What Are the Risk Factors for Age-Related Macular Degeneration

What Are the Risk Factors for Age-Related Macular Degeneration?

• Age. Aging accelerates pathological changes to the macula. As we age, our bodies produce fewer antioxidants to defend against the surge of harmful free radicals that damage organs and tissues, including the macula. Free radical–induced oxidative damage is the culprit in age-related macular degeneration.

• Smoking. Cigarette smoke contains toxic chemicals that enter the bloodstream and travel to the eyes. These harmful chemicals injure blood vessels near the macula. Tar, a toxic chemical from the smoke, enters the retina and causes pathological changes, including to the macula.

• Ultraviolet B. Ultraviolet B radiation from the sun's rays induces a surge of free radical production in the eyes. If unabated, these harmful free radicals can damage the eyes. Although the cornea and lens provide certain shielding protection, ultraviolet radiation can reach the retina and macula at the back of the eye. Excessive sun exposure increases the risk of age-related macular degeneration.

• Cardiovascular disease. Hypertension and atherosclerosis are common in patients with cardiovascular diseases. Hypertension and atherosclerosis damage the blood vessels of the eyes and heighten the risk of age-related macular degeneration.

• Race. People with light-colored eyes and fair skin have a higher risk of age-related macular degeneration compared to people with darker eyes and darker skin.

• Obesity. Obesity is associated with chronic inflammation, hypercholesterolemia, and cardiovascular disease, all of which are risk factors for age-related macular degeneration.

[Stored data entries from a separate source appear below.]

//! Integration tests for the petstore gateway.
//!
//! Each test builds the full router (auth gate, request ids, timeout) over
//! fresh in-memory repositories and drives it in-process with
//! `tower::ServiceExt::oneshot`. No database or network is needed.
//!
//! # Running Tests
//!
//! ```bash
//! cargo test -p petstore-integration-tests
//! ```

use std::time::Duration;

use axum::Router;
use axum::body::Body;
use axum::http::{HeaderMap, Method, Request, StatusCode, header};
use petstore_server::config::AuthConfig;
use petstore_server::db::memory::MemoryStore;
use petstore_server::routes;
use petstore_server::services::PasswordHashing;
use petstore_server::state::AppState;
use secrecy::SecretString;
use serde_json::Value;
use tower::ServiceExt;

/// Signing key shared by every test app.
pub const TEST_JWT_SECRET: &str = "aB3$xY9!mK2@nL5#pQ7&rT0*uW4^zC6e";

/// A router over its own in-memory store.
pub struct TestApp {
    router: Router,
    pub store: MemoryStore,
    pub auth: AuthConfig,
}

/// Status and parsed JSON body (`Value::Null` when the body is empty or not JSON).
#[derive(Debug)]
pub struct TestResponse {
    pub status: StatusCode,
    pub headers: HeaderMap,
    pub body: Value,
}

impl TestApp {
    /// # Panics
    ///
    /// Panics if the application state cannot be built.
    #[must_use]
    pub fn new() -> Self {
        let store = MemoryStore::default();
        let auth = AuthConfig {
            jwt_secret: SecretString::from(TEST_JWT_SECRET),
            token_ttl: Some(Duration::from_secs(3600)),
        };
        let state =
            AppState::from_repositories(&auth, store.repositories(), PasswordHashing::low_cost())
                .expect("test state");

        Self {
            router: routes::app(state, Duration::from_secs(10)),
            store,
            auth,
        }
    }

    /// Send a request and collect the response.
    ///
    /// # Panics
    ///
    /// Panics if the request cannot be built or the body cannot be read.
    pub async fn send(&self, request: Request<Body>) -> TestResponse {
        let response = self
            .router
            .clone()
            .oneshot(request)
            .await
            .expect("router is infallible");

        let status = response.status();
        let headers = response.headers().clone();
        let bytes = axum::body::to_bytes(response.into_body(), usize::MAX)
            .await
            .expect("read body");
        let body = serde_json::from_slice(&bytes).unwrap_or(Value::Null);

        TestResponse {
            status,
            headers,
            body,
        }
    }

    /// Send `method uri` with an optional JSON body and bearer token.
    ///
    /// # Panics
    ///
    /// Panics if the request cannot be built.
    pub async fn json(
        &self,
        method: Method,
        uri: &str,
        body: Option<&Value>,
        token: Option<&str>,
    ) -> TestResponse {
        let mut builder = Request::builder().method(method).uri(uri);
        if let Some(token) = token {
            builder = builder.header(header::AUTHORIZATION, format!("Bearer {token}"));
        }
        let request = match body {
            Some(body) => builder
                .header(header::CONTENT_TYPE, "application/json")
                .body(Body::from(body.to_string())),
            None => builder.body(Body::empty()),
        }
        .expect("valid request");

        self.send(request).await
    }

    /// Register `username` with `password` and log in, returning the token.
    ///
    /// # Panics
    ///
    /// Panics if registration or login does not succeed.
    pub async fn login_as(&self, username: &str, password: &str) -> String {
        let user = serde_json::json!({ "username": username, "password": password });
        let created = self.json(Method::POST, "/user", Some(&user), None).await;
        assert_eq!(created.status, StatusCode::CREATED, "{:?}", created.body);

        let login = self
            .json(
                Method::GET,
                &format!("/user/login?username={username}&password={password}"),
                None,
                None,
            )
            .await;
        assert_eq!(login.status, StatusCode::OK, "{:?}", login.body);

        login.body["token"]
            .as_str()
            .expect("token in login body")
            .to_owned()
    }
}

impl Default for TestApp {
    fn default() -> Self {
        Self::new()
    }
}

/// The canonical pet payload.
#[must_use]
pub fn rex() -> Value {
    serde_json::json!({
        "id": 1,
        "category": { "id": 1, "name": "Dog" },
        "name": "Rex",
        "photoUrls": ["http://x"],
        "tags": [{ "id": 1, "name": "cute" }],
        "status": "available"
    })
}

• Lack of exercise. Regular exercise reduces abdominal fat; prevents hypertension, inflammation, and endothelial dysfunction; and boosts "good" cholesterol levels in the blood, thus reducing the risk of age-related macular degeneration. Lack of physical activity increases the risk of age-related macular degeneration in elderly people.

• Hypertension. Hypertension induces the formation of new blood vessels in the choroid layer of the eye, leading to epithelial atrophy in the eyes and increasing the risk of age-related macular degeneration.

• Pathological myopia. Pathological or degenerative myopia is different from ordinary myopia. The former is when an individual is severely nearsighted and has a noticeably elongated eyeball. About 2% of people have pathological myopia in the US. The incidence rates in China, Japan, the Middle East, and Israel are higher than in the US. An elongated eyeball causes a fissure near the bottom of the retina. Frequent bleeding in the fissure region leads to scar formation and growth of new blood vessels. Structural changes to the macula in pathological myopia resemble those in age-related macular degeneration.